As well as other in-patient facilities, many concerns have been raised about the Linden Centre in Chelmsford, where there have been a significant number of in-patient deaths, both on the wards and while vulnerable patients were on section 17 leave or had absconded. The Linden Centre lies just outside the boundary of my constituency, but the patients treated there come from across Chelmsford and, indeed, Essex. For example, Jayden Booroff was suffering from acute psychosis and known to be at high risk of absconding. In October 2020, he was killed by a train just a few hours after he had been able to tailgate a staff member out of the Linden Centre. The inquest concluded that Jayden died following inconsistencies in care at the Linden Centre run by Essex Partnership University NHS Foundation Trust, or EPUT. Jayden’s mother, Michelle, is one of my constituents. She has told me of her wish to achieve accountability, for responsibility to be accepted and for long-term lasting improvements to services.
I and many of my Essex colleagues represent family members of mental health in-patients who have died under the care of EPUT, which is responsible for the provision of adult NHS mental health services in Essex. Many inquests and investigations have taken place, but it has been very clear for a long time that a fuller inquiry was necessary to understand why so many deaths have occurred and to try to prevent future tragedies.

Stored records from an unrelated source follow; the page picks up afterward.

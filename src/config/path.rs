//! Config file location.
//!
//! Priority:
//! 1. `--config` flag (set via [`set_config_path`])
//! 2. `ULOG_TRACE_CONFIG_PATH` environment variable
//! 3. `<platform config dir>/ulog-trace/config.toml`

use std::path::PathBuf;
use std::sync::OnceLock;

use etcetera::base_strategy::{BaseStrategy, choose_base_strategy};

pub const CONFIG_PATH_ENV: &str = "ULOG_TRACE_CONFIG_PATH";

/// Override for the config path, set via --config CLI flag
static CONFIG_PATH: OnceLock<PathBuf> = OnceLock::new();

pub fn set_config_path(path: PathBuf) {
    CONFIG_PATH.set(path).ok();
}

/// Whether `--config` was given. An explicit path that doesn't exist is an
/// error; the default location is allowed to be missing.
pub fn is_config_path_explicit() -> bool {
    CONFIG_PATH.get().is_some()
}

pub fn get_config_path() -> Option<PathBuf> {
    if let Some(path) = CONFIG_PATH.get() {
        return Some(path.clone());
    }

    if let Ok(path) = std::env::var(CONFIG_PATH_ENV) {
        return Some(PathBuf::from(path));
    }

    // XDG on Linux and macOS, %APPDATA% on Windows
    let strategy = choose_base_strategy().ok()?;
    Some(strategy.config_dir().join("ulog-trace").join("config.toml"))
}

In January 2021, the Government set up an independent inquiry, to be chaired by Dr Geraldine Strathdee, to investigate matters surrounding the deaths of mental health in-patients in Essex between 2000 and 2020. At the time, when local MPs were briefed on the issues, Ministers believed that a non-statutory inquiry was more appropriate, more likely to get to the truth and more likely to make recommendations for improvement in a timely manner, whereas a statutory inquiry was likely to take much longer to set up and report. It was made clear that, while the inquiry did not have statutory powers, witnesses were expected and would be encouraged to come forward and give evidence.
On 12 January 2023, I and many other Essex MPs were deeply concerned to receive the open letter published by the inquiry chair, Dr Strathdee, stating that she felt that the non-statutory inquiry into EPUT was unable to fulfil the terms of reference due to the extremely low engagement of EPUT staff. We also heard that rather than the 1,500 deaths we had been informed of, close to 2,000 fall within the scope of the inquiry. It is incredibly disappointing that, of the 14,000 members of EPUT staff whom the inquiry had written to, only 11 had agreed to give evidence. In the specific cases that the inquiry is investigating, only one in four responded. That is a shockingly low figure. It is abundantly clear that, with this extremely small pool of staff witnesses, it is highly unlikely that the full truth would be heard.